** Provided data follows **

//! Log command implementation.

use super::{format_utc, print_json, Format};
use ooddb_core::{Database, LoggedTransaction};
use ooddb_protocol::TableEvent;
use serde::Serialize;

/// A logged transaction, with its events when requested.
#[derive(Debug, Serialize)]
pub struct LogEntry {
    /// Header.
    #[serde(flatten)]
    pub header: LoggedTransaction,
    /// Events, if requested.
    #[serde(skip_serializing_if = "Option::is_none")]
    pub events: Option<Vec<TableEvent>>,
}

/// Log dump result.
#[derive(Debug, Serialize)]
pub struct LogDump {
    /// Last id ever assigned.
    pub last_transaction_id: u64,
    /// Transactions still awaiting confirmation.
    pub entries: Vec<LogEntry>,
}

/// Collects up to `limit` log entries, oldest first.
pub fn collect(
    db: &Database,
    limit: Option<usize>,
    with_events: bool,
) -> Result<LogDump, Box<dyn std::error::Error>> {
    let headers = db.logged_transactions()?;
    let mut entries = Vec::new();
    for header in headers.into_iter().take(limit.unwrap_or(usize::MAX)) {
        let events = if with_events {
            Some(db.logged_events(header.id)?)
        } else {
            None
        };
        entries.push(LogEntry { header, events });
    }
    Ok(LogDump {
        last_transaction_id: db.last_transaction_id()?.as_u64(),
        entries,
    })
}

/// Runs the log command.
pub fn run(
    db: &Database,
    limit: Option<usize>,
    with_events: bool,
    format: Format,
) -> Result<(), Box<dyn std::error::Error>> {
    let dump = collect(db, limit, with_events)?;
    match format {
        Format::Json => print_json(&dump)?,
        Format::Text => {
            println!("Last transaction id: {}", dump.last_transaction_id);
            println!("Logged: {}", dump.entries.len());
            for entry in &dump.entries {
                let h = &entry.header;
                let concerned = match &h.concerned {
                    None => "all".to_string(),
                    Some(set) => set.len().to_string(),
                };
                println!(
                    "#{:<6} {}  origin={} #{} events={} concerned={}{}",
                    h.id.as_u64(),
                    format_utc(h.timestamp_utc),
                    h.origin,
                    h.origin_id.as_u64(),
                    h.event_count,
                    concerned,
                    if h.resynchronization { " resync" } else { "" }
                );
                for event in entry.events.iter().flatten() {
                    println!("        {:?}", event);
                }
            }
        }
    }
    Ok(())
}
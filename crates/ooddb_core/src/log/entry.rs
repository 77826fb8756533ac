//! Logged transaction headers.

use crate::hooks::Hook;
use ooddb_protocol::{EventTypes, HookId, TableEvent, TransactionId, WireTransaction};
use serde::{Deserialize, Serialize};
use std::collections::{BTreeMap, BTreeSet};

/// Header of a logged transaction. Events are stored separately.
#[derive(Debug, Clone, PartialEq, Eq, Serialize, Deserialize)]
pub struct LoggedTransaction {
    /// Id in this database's log.
    pub id: TransactionId,
    /// Commit time on the origin, milliseconds since the Unix epoch.
    pub timestamp_utc: u64,
    /// Hook that produced the transaction.
    pub origin: HookId,
    /// Id in the origin's log; equals `id` for local transactions.
    pub origin_id: TransactionId,
    /// The origin's accepted id per other origin when it committed.
    pub known: BTreeMap<HookId, u64>,
    /// Union of event kinds.
    pub event_types: EventTypes,
    /// Hooks the transaction must reach; `None` means every hook.
    pub concerned: Option<BTreeSet<HookId>>,
    /// Full-package snapshot for a newly paired peer.
    pub resynchronization: bool,
    /// Number of events.
    pub event_count: u32,
}

impl LoggedTransaction {
    /// Returns true if the transaction must reach `hook`.
    #[must_use]
    pub fn concerns(&self, hook: HookId) -> bool {
        self.concerned.as_ref().map_or(true, |c| c.contains(&hook))
    }

    /// Returns true if any hook in `hooks` is concerned.
    pub fn concerns_any<'a>(&self, hooks: impl IntoIterator<Item = &'a Hook>) -> bool {
        hooks.into_iter().any(|h| self.concerns(h.id))
    }

    pub(crate) fn to_wire(&self, events: Vec<TableEvent>) -> WireTransaction {
        WireTransaction {
            id: self.id,
            origin: self.origin,
            origin_id: self.origin_id,
            timestamp_utc: self.timestamp_utc,
            known: self.known.clone(),
            resynchronization: self.resynchronization,
            events,
        }
    }
}

/// Provenance of a transaction about to be logged.
#[derive(Debug, Clone)]
pub(crate) struct PendingTransaction {
    /// `(origin, origin id)` of a relayed transaction; `None` for local ones.
    pub(crate) relayed_from: Option<(HookId, TransactionId)>,
    pub(crate) timestamp_utc: u64,
    pub(crate) known: BTreeMap<HookId, u64>,
    pub(crate) concerned: Option<BTreeSet<HookId>>,
    pub(crate) resynchronization: bool,
    /// Whether touched rows get this transaction's version stamp.
    pub(crate) restamp: bool,
}

impl PendingTransaction {
    /// A transaction produced here, aimed at `concerned`.
    pub(crate) fn local(
        timestamp_utc: u64,
        known: BTreeMap<HookId, u64>,
        concerned: BTreeSet<HookId>,
    ) -> Self {
        Self {
            relayed_from: None,
            timestamp_utc,
            known,
            concerned: Some(concerned),
            resynchronization: false,
            restamp: true,
        }
    }

    /// A peer's transaction passed on to `concerned`.
    pub(crate) fn relay(remote: &WireTransaction, concerned: BTreeSet<HookId>) -> Self {
        Self {
            relayed_from: Some((remote.origin, remote.origin_id)),
            timestamp_utc: remote.timestamp_utc,
            known: remote.known.clone(),
            concerned: Some(concerned),
            resynchronization: remote.resynchronization,
            restamp: true,
        }
    }

    /// Marks a snapshot: rows keep the stamps of their last real write.
    #[must_use]
    pub(crate) fn resynchronization(mut self) -> Self {
        self.resynchronization = true;
        self.restamp = false;
        self
    }
}
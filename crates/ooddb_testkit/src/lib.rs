//! # ooddb Testkit
//!
//! Test utilities for ooddb.
//!
//! This crate provides:
//! - Test fixtures and database helpers
//! - Property-based test generators using proptest
//! - An in-process mesh of synchronized databases
//!
//! ## Usage
//!
//! ```rust,ignore
//! use ooddb_testkit::prelude::*;
//!
//! #[test]
//! fn writes_reach_every_peer() {
//!     let mut mesh = Mesh::new(2);
//!     mesh.connect(0, 1);
//!     mesh.settle();
//!     mesh.apply(0, &NoteOp::Insert { id: 1, body: "hi".into() });
//!     mesh.settle();
//!     assert_eq!(mesh.notes(0), mesh.notes(1));
//! }
//! ```

#![deny(unsafe_code)]
#![warn(missing_docs)]

pub mod fixtures;
pub mod generators;
pub mod mesh;

/// Prelude module for convenient imports
pub mod prelude {
    pub use crate::fixtures::*;
    pub use crate::generators::*;
    pub use crate::mesh::*;
}

pub use fixtures::*;
pub use generators::*;
pub use mesh::*;
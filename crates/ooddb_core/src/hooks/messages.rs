//! Outbound authenticated messages, persisted until sent.

use crate::codec::{decode, encode};
use crate::error::CoreResult;
use crate::internal::{key, HOOK_MESSAGES};
use crate::storage::Connection;
use ooddb_protocol::{AuthenticatedBody, HookId};
use serde::{Deserialize, Serialize};

/// A message waiting for delivery.
///
/// Signing happens at send time; the queue only keeps the content.
#[derive(Debug, Clone, PartialEq, Eq, Serialize, Deserialize)]
pub struct QueuedMessage {
    /// Per-destination sequence number.
    pub message_id: u64,
    /// Receiving hook.
    pub destination: HookId,
    /// Content.
    pub body: AuthenticatedBody,
}

fn message_key(destination: HookId, message_id: u64) -> Vec<u8> {
    key(&[destination.as_bytes(), &message_id.to_be_bytes()])
}

pub(crate) fn put(conn: &mut dyn Connection, message: &QueuedMessage) -> CoreResult<()> {
    conn.put(
        HOOK_MESSAGES,
        &message_key(message.destination, message.message_id),
        &encode(message)?,
    )
}

/// Messages for `destination`, oldest first.
pub(crate) fn pending(
    conn: &mut dyn Connection,
    destination: HookId,
) -> CoreResult<Vec<QueuedMessage>> {
    let prefix = destination.as_bytes();
    let mut out = Vec::new();
    for (k, v) in conn.scan_from(HOOK_MESSAGES, prefix, usize::MAX)? {
        if !k.starts_with(prefix) {
            break;
        }
        out.push(decode(&v)?);
    }
    Ok(out)
}

pub(crate) fn take(
    conn: &mut dyn Connection,
    destination: HookId,
    message_id: u64,
) -> CoreResult<Option<QueuedMessage>> {
    let k = message_key(destination, message_id);
    let Some(bytes) = conn.get(HOOK_MESSAGES, &k)? else {
        return Ok(None);
    };
    conn.delete(HOOK_MESSAGES, &k)?;
    decode(&bytes).map(Some)
}

pub(crate) fn clear(conn: &mut dyn Connection, destination: HookId) -> CoreResult<usize> {
    let queued = pending(conn, destination)?;
    for message in &queued {
        conn.delete(HOOK_MESSAGES, &message_key(destination, message.message_id))?;
    }
    Ok(queued.len())
}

** End of Provided data **

What you are asked to do: Count up the lines of the listing where "first" occurs, and answer with that number only.

Output of the task: 2